The national economy is so bad now that any extra money should be placed in “hard assets” such as physical gold and silver, said Rich Lorenzo of Berthel Fisher Co., 3310 Mesa Way.
“Potentially I think there’s a chance the financial system has some serious systematic risk and that it could collapse,” Lorenzo said. “Our paper dollar system could collapse, and gold and silver will still have value.”
In early March, at the time this story was written, gold prices were well over $900 a troy ounce. Silver was a little over $13 an ounce.
Lorenzo thinks gold prices should be even higher.
“I think somebody is manipulating the price,” he said.
Lorenzo recommended putting 60 percent of your new money in silver and 40 percent in gold.
“I’m not a doom and gloom guy; that’s not my nature, and that’s not what I’m about,” he said. “But the things I’m seeing — all this printing of money by our government and bailout after bailout — it’s disgusting.”

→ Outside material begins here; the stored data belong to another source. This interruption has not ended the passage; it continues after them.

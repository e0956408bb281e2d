//! Canonical constraint identity.
//!
//! A constraint evaluated for a plan and a constraint declared by a protocol
//! are "the same" iff their canonical keys are equal. The key carries the
//! canonical structure, the metric display, both thresholds, and the
//! priority, so template protocols that declare several variants over one
//! structure/metric stay distinguishable. All textual fields are normalized
//! (trim, casefold, whitespace collapse) before key construction so that
//! formatting differences cannot create spurious duplicates.

use std::collections::BTreeMap;
use std::fmt;

use serde::{Deserialize, Serialize};
use thiserror::Error;

const ERROR_UNRESOLVABLE_STRUCTURE: &str = "PE-KEY-1001";
const ERROR_MISSING_METRIC_DISPLAY: &str = "PE-KEY-1002";

/// Trims, casefolds, and collapses internal whitespace. Empty input (after
/// trimming) normalizes to `None` rather than an empty string.
pub fn normalize_text(raw: &str) -> Option<String> {
    let collapsed = raw
        .split_whitespace()
        .map(|part| part.to_lowercase())
        .collect::<Vec<_>>()
        .join(" ");
    if collapsed.is_empty() {
        None
    } else {
        Some(collapsed)
    }
}

/// Extracts a finite numeric value from a loosely-typed field. Accepts JSON
/// numbers and numeric strings; booleans, nulls, and everything else are
/// `None`. Missing values stay missing; they are never coerced to zero.
pub fn parse_numeric(value: Option<&serde_json::Value>) -> Option<f64> {
    match value? {
        serde_json::Value::Number(number) => number.as_f64().filter(|v| v.is_finite()),
        serde_json::Value::String(text) => {
            let cleaned = text.trim();
            if cleaned.is_empty() {
                return None;
            }
            cleaned.parse::<f64>().ok().filter(|v| v.is_finite())
        }
        _ => None,
    }
}

/// Extracts a priority rank. Accepts integers and integer strings.
pub fn parse_priority(value: Option<&serde_json::Value>) -> Option<u32> {
    let numeric = parse_numeric(value)?;
    if numeric < 0.0 || numeric.fract() != 0.0 || numeric > u32::MAX as f64 {
        return None;
    }
    Some(numeric as u32)
}

// ---------------------------------------------------------------------------
// Bound operators and scoring direction
// ---------------------------------------------------------------------------

/// Whether smaller or larger achieved values are preferable for a key.
#[derive(Debug, Clone, Copy, PartialEq, Eq, PartialOrd, Ord, Hash, Serialize, Deserialize)]
#[serde(rename_all = "snake_case")]
pub enum Direction {
    LowerIsBetter,
    HigherIsBetter,
}

impl fmt::Display for Direction {
    fn fmt(&self, f: &mut fmt::Formatter<'_>) -> fmt::Result {
        match self {
            Self::LowerIsBetter => f.write_str("lower"),
            Self::HigherIsBetter => f.write_str("higher"),
        }
    }
}

/// Comparison operator of a goal or variation bound.
///
/// A record without a bound carries the explicit `Unconstrained` variant;
/// it participates in key equality, so two records both lacking a goal
/// still match on that field.
#[derive(Debug, Clone, PartialEq, Eq, PartialOrd, Ord, Hash, Serialize, Deserialize)]
#[serde(rename_all = "snake_case")]
pub enum BoundOperator {
    LessEqual,
    Less,
    GreaterEqual,
    Greater,
    /// Operator text the engine does not interpret (kept normalized).
    Other(String),
    Unconstrained,
}

impl BoundOperator {
    pub fn parse(raw: Option<&str>) -> Self {
        let Some(raw) = raw else {
            return Self::Unconstrained;
        };
        match raw.trim() {
            "" => Self::Unconstrained,
            "<=" => Self::LessEqual,
            "<" => Self::Less,
            ">=" => Self::GreaterEqual,
            ">" => Self::Greater,
            other => Self::Other(other.to_lowercase()),
        }
    }

    /// Scoring direction implied by the operator, if any.
    pub fn direction(&self) -> Option<Direction> {
        match self {
            Self::LessEqual | Self::Less => Some(Direction::LowerIsBetter),
            Self::GreaterEqual | Self::Greater => Some(Direction::HigherIsBetter),
            Self::Other(_) | Self::Unconstrained => None,
        }
    }

    fn key_fragment(&self) -> &str {
        match self {
            Self::LessEqual => "<=",
            Self::Less => "<",
            Self::GreaterEqual => ">=",
            Self::Greater => ">",
            Self::Other(text) => text,
            Self::Unconstrained => "",
        }
    }
}

/// One threshold of a constraint: operator plus optional numeric value.
#[derive(Debug, Clone, PartialEq, Serialize, Deserialize)]
pub struct ConstraintBound {
    pub operator: BoundOperator,
    pub value: Option<f64>,
}

impl ConstraintBound {
    pub fn unconstrained() -> Self {
        Self {
            operator: BoundOperator::Unconstrained,
            value: None,
        }
    }

    pub fn new(operator: Option<&str>, value: Option<f64>) -> Self {
        Self {
            operator: BoundOperator::parse(operator),
            value,
        }
    }
}

// ---------------------------------------------------------------------------
// ConstraintKey and its canonical identifier
// ---------------------------------------------------------------------------

/// Canonical identifier of a constraint, stable across protocol sources and
/// evaluation records. Used as the map key everywhere.
#[derive(Debug, Clone, PartialEq, Eq, PartialOrd, Ord, Hash, Serialize, Deserialize)]
pub struct ConstraintKeyId(pub String);

impl fmt::Display for ConstraintKeyId {
    fn fmt(&self, f: &mut fmt::Formatter<'_>) -> fmt::Result {
        f.write_str(&self.0)
    }
}

/// Structured constraint identity. Equality of the derived [`ConstraintKeyId`]
/// defines sameness of two constraints.
#[derive(Debug, Clone, PartialEq, Serialize, Deserialize)]
pub struct ConstraintKey {
    /// Canonical structure name, normalized.
    pub structure: String,
    /// Metric display text, normalized.
    pub metric_display: String,
    pub goal: ConstraintBound,
    pub variation: ConstraintBound,
    pub priority: Option<u32>,
}

impl ConstraintKey {
    /// Canonical `||`-joined identifier. Absent fields render empty, so a
    /// record missing its variation matches another record missing its
    /// variation.
    pub fn id(&self) -> ConstraintKeyId {
        let mut parts: Vec<String> = Vec::with_capacity(7);
        parts.push(self.structure.clone());
        parts.push(self.metric_display.clone());
        parts.push(self.goal.operator.key_fragment().to_string());
        parts.push(format_value(self.goal.value));
        parts.push(self.variation.operator.key_fragment().to_string());
        parts.push(format_value(self.variation.value));
        parts.push(match self.priority {
            Some(priority) => priority.to_string(),
            None => String::new(),
        });
        ConstraintKeyId(parts.join("||"))
    }

    /// Direction derived from the goal operator; `None` means the key
    /// cannot be percentile-scored.
    pub fn direction(&self) -> Option<Direction> {
        self.goal.operator.direction()
    }
}

fn format_value(value: Option<f64>) -> String {
    match value {
        Some(v) => format!("{v}"),
        None => String::new(),
    }
}

// ---------------------------------------------------------------------------
// Structure alias table
// ---------------------------------------------------------------------------

/// Maps normalized alias spellings to canonical structure names. Canonical
/// names are registered as aliases of themselves.
#[derive(Debug, Clone, Default, PartialEq, Eq, Serialize, Deserialize)]
pub struct StructureAliasTable {
    aliases: BTreeMap<String, String>,
}

impl StructureAliasTable {
    pub fn new<I, A>(entries: I) -> Self
    where
        I: IntoIterator<Item = (String, A)>,
        A: IntoIterator<Item = String>,
    {
        let mut aliases = BTreeMap::new();
        for (canonical, alias_list) in entries {
            if let Some(canonical_norm) = normalize_text(&canonical) {
                aliases.insert(canonical_norm, canonical.clone());
            }
            for alias in alias_list {
                if let Some(alias_norm) = normalize_text(&alias) {
                    aliases.insert(alias_norm, canonical.clone());
                }
            }
        }
        Self { aliases }
    }

    /// Looks up an already-normalized name.
    pub fn canonical_for(&self, normalized: &str) -> Option<&str> {
        self.aliases.get(normalized).map(String::as_str)
    }

    pub fn is_empty(&self) -> bool {
        self.aliases.is_empty()
    }
}

// ---------------------------------------------------------------------------
// Resolution failures
// ---------------------------------------------------------------------------

/// Per-record resolution failure. Recovered locally by dropping the record;
/// never aborts a batch.
#[derive(Debug, Error, Clone, PartialEq, Eq, Serialize, Deserialize)]
pub enum ResolveError {
    #[error("structure `{raw}` cannot be resolved to a canonical name")]
    UnresolvableStructure { raw: String },
    #[error("constraint on `{structure}` carries neither metric display nor objective")]
    MissingMetricDisplay { structure: String },
}

impl ResolveError {
    pub fn stable_code(&self) -> &'static str {
        match self {
            Self::UnresolvableStructure { .. } => ERROR_UNRESOLVABLE_STRUCTURE,
            Self::MissingMetricDisplay { .. } => ERROR_MISSING_METRIC_DISPLAY,
        }
    }
}

#[cfg(test)]
mod tests {
    use super::*;
    use serde_json::json;

    fn key(structure: &str, metric: &str, goal_op: Option<&str>, goal_value: Option<f64>) -> ConstraintKey {
        ConstraintKey {
            structure: normalize_text(structure).unwrap(),
            metric_display: normalize_text(metric).unwrap(),
            goal: ConstraintBound::new(goal_op, goal_value),
            variation: ConstraintBound::unconstrained(),
            priority: Some(1),
        }
    }

    // ── normalize_text ────────────────────────────────────────────

    #[test]
    fn normalize_collapses_whitespace_and_case() {
        assert_eq!(normalize_text("  Spinal   CORD  "), Some("spinal cord".into()));
    }

    #[test]
    fn normalize_empty_is_none() {
        assert_eq!(normalize_text("   "), None);
    }

    // ── parse_numeric / parse_priority ────────────────────────────

    #[test]
    fn numeric_accepts_numbers_and_numeric_strings() {
        assert_eq!(parse_numeric(Some(&json!(45.0))), Some(45.0));
        assert_eq!(parse_numeric(Some(&json!(" 45.5 "))), Some(45.5));
    }

    #[test]
    fn numeric_rejects_bools_nulls_and_text() {
        assert_eq!(parse_numeric(Some(&json!(true))), None);
        assert_eq!(parse_numeric(Some(&json!(null))), None);
        assert_eq!(parse_numeric(Some(&json!("n/a"))), None);
        assert_eq!(parse_numeric(None), None);
    }

    #[test]
    fn priority_rejects_fractions_and_negatives() {
        assert_eq!(parse_priority(Some(&json!(1))), Some(1));
        assert_eq!(parse_priority(Some(&json!("2"))), Some(2));
        assert_eq!(parse_priority(Some(&json!(1.5))), None);
        assert_eq!(parse_priority(Some(&json!(-1))), None);
    }

    // ── BoundOperator ─────────────────────────────────────────────

    #[test]
    fn operator_parse_and_direction() {
        assert_eq!(BoundOperator::parse(Some("<=")), BoundOperator::LessEqual);
        assert_eq!(
            BoundOperator::parse(Some("<=")).direction(),
            Some(Direction::LowerIsBetter)
        );
        assert_eq!(
            BoundOperator::parse(Some(">")).direction(),
            Some(Direction::HigherIsBetter)
        );
        assert_eq!(BoundOperator::parse(None), BoundOperator::Unconstrained);
        assert_eq!(BoundOperator::parse(Some("  ")), BoundOperator::Unconstrained);
        assert_eq!(
            BoundOperator::parse(Some("IS")),
            BoundOperator::Other("is".into())
        );
        assert_eq!(BoundOperator::parse(Some("is")).direction(), None);
    }

    // ── ConstraintKey identity ────────────────────────────────────

    #[test]
    fn key_id_round_trips_all_fields() {
        let k = key("Spinal Cord", "D0.03cc [Gy]", Some("<="), Some(45.0));
        assert_eq!(k.id().0, "spinal cord||d0.03cc [gy]||<=||45||||||1");
    }

    #[test]
    fn keys_differing_only_in_threshold_are_distinct() {
        let a = key("PTV", "V95%", Some(">="), Some(95.0));
        let b = key("PTV", "V95%", Some(">="), Some(98.0));
        assert_ne!(a.id(), b.id());
    }

    #[test]
    fn records_both_lacking_goal_match_on_that_field() {
        let a = key("PTV", "V95%", None, None);
        let b = key("PTV", "V95%", None, None);
        assert_eq!(a.id(), b.id());
        assert_eq!(a.direction(), None);
    }

    #[test]
    fn formatting_differences_do_not_split_keys() {
        let a = key("Spinal  Cord ", "Max  Dose", Some("<="), Some(45.0));
        let b = key("spinal cord", "max dose", Some("<="), Some(45.0));
        assert_eq!(a.id(), b.id());
    }

    // ── StructureAliasTable ───────────────────────────────────────

    #[test]
    fn alias_table_resolves_aliases_and_canonicals() {
        let table = StructureAliasTable::new([(
            "SpinalCord".to_string(),
            vec!["Spinal Cord".to_string(), "cord".to_string()],
        )]);
        assert_eq!(table.canonical_for("spinal cord"), Some("SpinalCord"));
        assert_eq!(table.canonical_for("cord"), Some("SpinalCord"));
        assert_eq!(table.canonical_for("spinalcord"), Some("SpinalCord"));
        assert_eq!(table.canonical_for("bladder"), None);
    }

    // ── ResolveError ──────────────────────────────────────────────

    #[test]
    fn resolve_error_stable_codes() {
        assert_eq!(
            ResolveError::UnresolvableStructure { raw: "x".into() }.stable_code(),
            "PE-KEY-1001"
        );
        assert_eq!(
            ResolveError::MissingMetricDisplay {
                structure: "x".into()
            }
            .stable_code(),
            "PE-KEY-1002"
        );
    }
}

Gold and silver can be purchased at coin shops as well as some long-time reputable Web sites, Lorenzo said.
Owning gold and silver on paper only is like “holding garbage,” he said.
Lorenzo, Lemmon and Terlizzi said their advice wouldn’t change if the amount to be invested involved larger sums, such as $5,000 or $10,000.
“Those probably aren’t a large portion of anybody’s net worth,” Terlizzi said. “Depending on their needs in cash over the next few years, I’d invest in the stock market.”
Before somebody puts that money in stocks, they should consider whether they are going to need to buy a car or take care of other major expenses, such as replacing the house roof, Terlizzi said.